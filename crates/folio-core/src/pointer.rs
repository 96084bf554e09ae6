//! Pointer state shared by the pointer-reactive effects.

use crate::constants::{
    POINTER_PULSE_GAIN, POINTER_PULSE_SCALE_MAX, POINTER_PULSE_SCALE_MIN, POINTER_SPEED_BLEND,
    POINTER_SPEED_MAX,
};
use glam::Vec2;

/// Last-known pointer position plus a smoothed speed estimate.
#[derive(Debug, Default)]
pub struct PointerTracker {
    pos: Vec2,
    last_ms: f64,
    speed: f32,
    inside: bool,
    primed: bool,
}

impl PointerTracker {
    pub fn new() -> Self {
        Self::default()
    }

    /// Feeds one pointer sample; returns the smoothed speed in px/ms.
    pub fn sample(&mut self, pos: Vec2, now_ms: f64) -> f32 {
        if self.primed {
            let dt = (now_ms - self.last_ms).max(1.0) as f32;
            let instantaneous = ((pos - self.pos).length() / dt).min(POINTER_SPEED_MAX);
            self.speed += (instantaneous - self.speed) * POINTER_SPEED_BLEND;
        } else {
            self.primed = true;
        }
        self.pos = pos;
        self.last_ms = now_ms;
        self.inside = true;
        self.speed
    }

    pub fn leave(&mut self) {
        self.inside = false;
    }

    pub fn pos(&self) -> Vec2 {
        self.pos
    }

    pub fn inside(&self) -> bool {
        self.inside
    }

    pub fn speed(&self) -> f32 {
        self.speed
    }

    /// Pulse-strength multiplier for the current speed: slow drifts produce
    /// gentle pulses, fast flicks stronger ones.
    pub fn pulse_gain(&self) -> f32 {
        (POINTER_PULSE_SCALE_MIN + self.speed * POINTER_PULSE_GAIN)
            .clamp(POINTER_PULSE_SCALE_MIN, POINTER_PULSE_SCALE_MAX)
    }
}

#[cfg(test)]
mod tests {
    use super::*;

    #[test]
    fn speed_estimate_rises_with_motion_and_is_clamped() {
        let mut t = PointerTracker::new();
        t.sample(Vec2::ZERO, 0.0);
        for i in 1..50 {
            // 100 px per 10 ms: well over the clamp.
            t.sample(Vec2::new(i as f32 * 100.0, 0.0), i as f64 * 10.0);
        }
        assert!(t.speed() <= POINTER_SPEED_MAX);
        assert!(t.speed() > 1.0);
        assert_eq!(t.pulse_gain(), POINTER_PULSE_SCALE_MAX);
    }

    #[test]
    fn first_sample_does_not_register_a_teleport() {
        let mut t = PointerTracker::new();
        let speed = t.sample(Vec2::new(5000.0, 5000.0), 0.0);
        assert_eq!(speed, 0.0);
    }
}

_____

▶ [Task]: Repeat each line of the data above, exactly as it appears, from the first through the line that contains "let instantaneous = ((pos".

▶ [Answer]:
filename crates/folio-core/src/pointer.rs
repository 96084bf554e09ae6
//! Pointer state shared by the pointer-reactive effects.

use crate::constants::{
    POINTER_PULSE_GAIN, POINTER_PULSE_SCALE_MAX, POINTER_PULSE_SCALE_MIN, POINTER_SPEED_BLEND,
    POINTER_SPEED_MAX,
};
use glam::Vec2;

/// Last-known pointer position plus a smoothed speed estimate.
#[derive(Debug, Default)]
pub struct PointerTracker {
    pos: Vec2,
    last_ms: f64,
    speed: f32,
    inside: bool,
    primed: bool,
}

impl PointerTracker {
    pub fn new() -> Self {
        Self::default()
    }

    /// Feeds one pointer sample; returns the smoothed speed in px/ms.
    pub fn sample(&mut self, pos: Vec2, now_ms: f64) -> f32 {
        if self.primed {
            let dt = (now_ms - self.last_ms).max(1.0) as f32;
            let instantaneous = ((pos - self.pos).length() / dt).min(POINTER_SPEED_MAX);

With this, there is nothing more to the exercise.